Esteban continues to speak on being openly queer coming from an immigrant family, specifically what it has molded him into, describing that “Besides the challenges of being an immigrant, being queer in a Hispanic family has contributed to affecting my mental health. There has been the constant thought of trying to change to not disappoint your family. Not being able to talk about your feelings with someone you’d wished to understand hurts a lot. My own self has become my own friend. I am the one that hugs myself, I am the one that calms myself, and I am the one that reassures myself that everything will be okay. This is because I know my parents wouldn’t understand.
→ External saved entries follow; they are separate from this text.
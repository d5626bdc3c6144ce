//! Foreign keys and navigations.

use super::{EntityTypeId, ForeignKeyId, KeyId, NavigationId, PropertyId};
use crate::source::ConfigurationSource;

/// A relationship between a dependent entity type and a principal key.
///
/// The property list may be empty while the foreign key is still being
/// configured by conventions; it is filled before the relationship is
/// finalized.
#[derive(Debug, Clone, PartialEq, Eq)]
pub struct ForeignKey {
    dependent: EntityTypeId,
    properties: Vec<PropertyId>,
    properties_source: Option<ConfigurationSource>,
    principal: EntityTypeId,
    principal_key: KeyId,
    unique: bool,
    source: ConfigurationSource,
    dependent_to_principal: Option<NavigationId>,
    principal_to_dependent: Option<NavigationId>,
}

impl ForeignKey {
    pub(crate) fn new(
        dependent: EntityTypeId,
        principal: EntityTypeId,
        principal_key: KeyId,
        unique: bool,
        source: ConfigurationSource,
    ) -> Self {
        Self {
            dependent,
            properties: Vec::new(),
            properties_source: None,
            principal,
            principal_key,
            unique,
            source,
            dependent_to_principal: None,
            principal_to_dependent: None,
        }
    }

    /// Dependent (referencing) entity type.
    pub fn dependent(&self) -> EntityTypeId {
        self.dependent
    }

    /// Dependent properties, in principal key order.
    pub fn properties(&self) -> &[PropertyId] {
        &self.properties
    }

    /// Source of the property association, `None` until associated.
    pub fn properties_source(&self) -> Option<ConfigurationSource> {
        self.properties_source
    }

    /// Principal (referenced) entity type.
    pub fn principal(&self) -> EntityTypeId {
        self.principal
    }

    /// Referenced key on the principal.
    pub fn principal_key(&self) -> KeyId {
        self.principal_key
    }

    /// Whether at most one dependent may reference a principal.
    pub fn is_unique(&self) -> bool {
        self.unique
    }

    /// Source that created (or last re-asserted) this foreign key.
    pub fn source(&self) -> ConfigurationSource {
        self.source
    }

    /// Navigation on the dependent pointing at the principal.
    pub fn dependent_to_principal(&self) -> Option<NavigationId> {
        self.dependent_to_principal
    }

    /// Navigation on the principal pointing at the dependent(s).
    pub fn principal_to_dependent(&self) -> Option<NavigationId> {
        self.principal_to_dependent
    }

    /// Whether the foreign key uses `property`.
    pub fn contains_property(&self, property: PropertyId) -> bool {
        self.properties.contains(&property)
    }

    pub(crate) fn try_set_properties(
        &mut self,
        properties: Vec<PropertyId>,
        source: ConfigurationSource,
    ) -> bool {
        if !source.overrides(self.properties_source) {
            return false;
        }
        self.properties = properties;
        self.properties_source = Some(source);
        true
    }

    pub(crate) fn set_navigation(&mut self, navigation: NavigationId, points_to_principal: bool) {
        if points_to_principal {
            self.dependent_to_principal = Some(navigation);
        } else {
            self.principal_to_dependent = Some(navigation);
        }
    }

    pub(crate) fn clear_navigation(&mut self, navigation: NavigationId) {
        if self.dependent_to_principal == Some(navigation) {
            self.dependent_to_principal = None;
        }
        if self.principal_to_dependent == Some(navigation) {
            self.principal_to_dependent = None;
        }
    }

    pub(crate) fn update_source(&mut self, source: ConfigurationSource) {
        self.source = self.source.max(source);
    }

    pub(crate) fn set_principal_key(&mut self, principal_key: KeyId) {
        self.principal_key = principal_key;
    }

    pub(crate) fn set_unique(&mut self, unique: bool) {
        self.unique = unique;
    }
}

/// A navigation member backed by a foreign key.
#[derive(Debug, Clone, PartialEq, Eq)]
pub struct Navigation {
    name: String,
    declaring_entity_type: EntityTypeId,
    foreign_key: ForeignKeyId,
    points_to_principal: bool,
}

impl Navigation {
    pub(crate) fn new(
        name: String,
        declaring_entity_type: EntityTypeId,
        foreign_key: ForeignKeyId,
        points_to_principal: bool,
    ) -> Self {
        Self {
            name,
            declaring_entity_type,
            foreign_key,
            points_to_principal,
        }
    }

    /// Member name.
    pub fn name(&self) -> &str {
        &self.name
    }

    /// Entity type that declares the member.
    pub fn declaring_entity_type(&self) -> EntityTypeId {
        self.declaring_entity_type
    }

    /// Backing foreign key.
    pub fn foreign_key(&self) -> ForeignKeyId {
        self.foreign_key
    }

    /// True for dependent-to-principal navigations.
    pub fn points_to_principal(&self) -> bool {
        self.points_to_principal
    }
}
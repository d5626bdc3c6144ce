//! Query translation errors.

use std::error::Error as StdError;
use std::fmt;

/// Why an expression could not be translated or rendered.
#[derive(Debug, Clone, PartialEq, Eq)]
pub enum TranslationError {
    /// No registered translator accepts the method call.
    UntranslatableMethod {
        /// `Type.Method(params)` signature of the call.
        method: String,
    },
    /// A member refers to an entity type the model does not contain.
    UnknownEntityType(String),
    /// A member refers to a property the entity type does not have.
    UnknownMember {
        /// Entity type.
        entity_type: String,
        /// Member name.
        member: String,
    },
    /// A member was rendered before being bound to a column.
    UnboundMember {
        /// Entity type.
        entity_type: String,
        /// Member name.
        member: String,
    },
}

impl fmt::Display for TranslationError {
    fn fmt(&self, f: &mut fmt::Formatter<'_>) -> fmt::Result {
        match self {
            TranslationError::UntranslatableMethod { method } => {
                write!(f, "the method '{}' could not be translated to SQL", method)
            }
            TranslationError::UnknownEntityType(name) => {
                write!(f, "entity type '{}' is not part of the model", name)
            }
            TranslationError::UnknownMember {
                entity_type,
                member,
            } => write!(
                f,
                "'{}' is not a mapped property of entity type '{}'",
                member, entity_type
            ),
            TranslationError::UnboundMember {
                entity_type,
                member,
            } => write!(
                f,
                "member '{}.{}' must be bound to a column before rendering",
                entity_type, member
            ),
        }
    }
}

impl StdError for TranslationError {}

/// Result alias for translation.
pub type Result<T> = std::result::Result<T, TranslationError>;
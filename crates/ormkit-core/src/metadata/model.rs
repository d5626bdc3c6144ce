//! The root of the metadata graph.

use std::collections::HashMap;
use std::sync::Arc;

use super::{
    Arena, EntityType, EntityTypeId, ForeignKey, ForeignKeyId, Key, KeyId, Navigation,
    NavigationId, Property, PropertyId,
};
use crate::annotation::Annotations;
use crate::error::{Error, Result};
use crate::shape::EntityShape;
use crate::source::ConfigurationSource;
use crate::types::ValueType;

/// Owner of every entity type and of all metadata hanging off them.
///
/// Built once per build session and mutated only while building; afterwards it
/// is a read-only snapshot that can be shared freely (`Model` is `Send + Sync`).
#[derive(Debug, Clone, Default)]
pub struct Model {
    entity_types: Arena<EntityType>,
    properties: Arena<Property>,
    keys: Arena<Key>,
    foreign_keys: Arena<ForeignKey>,
    navigations: Arena<Navigation>,
    names: HashMap<String, EntityTypeId>,
    order: Vec<EntityTypeId>,
    annotations: Annotations,
}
In addition, my opinion on the queer community in Houston is that it is not big. Living in a conservative state has had many challenges in expressing oneself.” This is a similar situation to my childhood in an Asian household, which constantly was based on self-reassurance and self-reliance. Queer immigrant youth become their own form of support living in America with a small community to turn to for guidance. Balancing so much at a young age heavily influences our mental health, causing immense stress and hindering all forms of socialization just to get by. It also forces much pressure to conform to societal norms and promote living unauthentically. The experiences we face at a young age spurred the question of if the highly eminent idea of the American Dream meant living on a thread and playing a character built from pleasing others. 

Is there a solution to this mental health crisis? Yes. It starts with the issue's roots, which are destigmatizing mental health between our families and maintaining continual discussion on the subject. Having small integrated talks about one another’s day makes a big impact in the long term. Next to families is having more frequent conversations with friends, teachers, and others on the topic. Normalizing the dialogue on mental health is how we create awareness on the subject across queer immigrant youth. Rather than forcing upon this notion to commit to oneself for everything, bringing into line emotional and mental health talks installs and expands necessary support from others. It’s time to reimagine the actuality of the American Dream to encompass an equitable and inspiring environment for queer immigrant youth.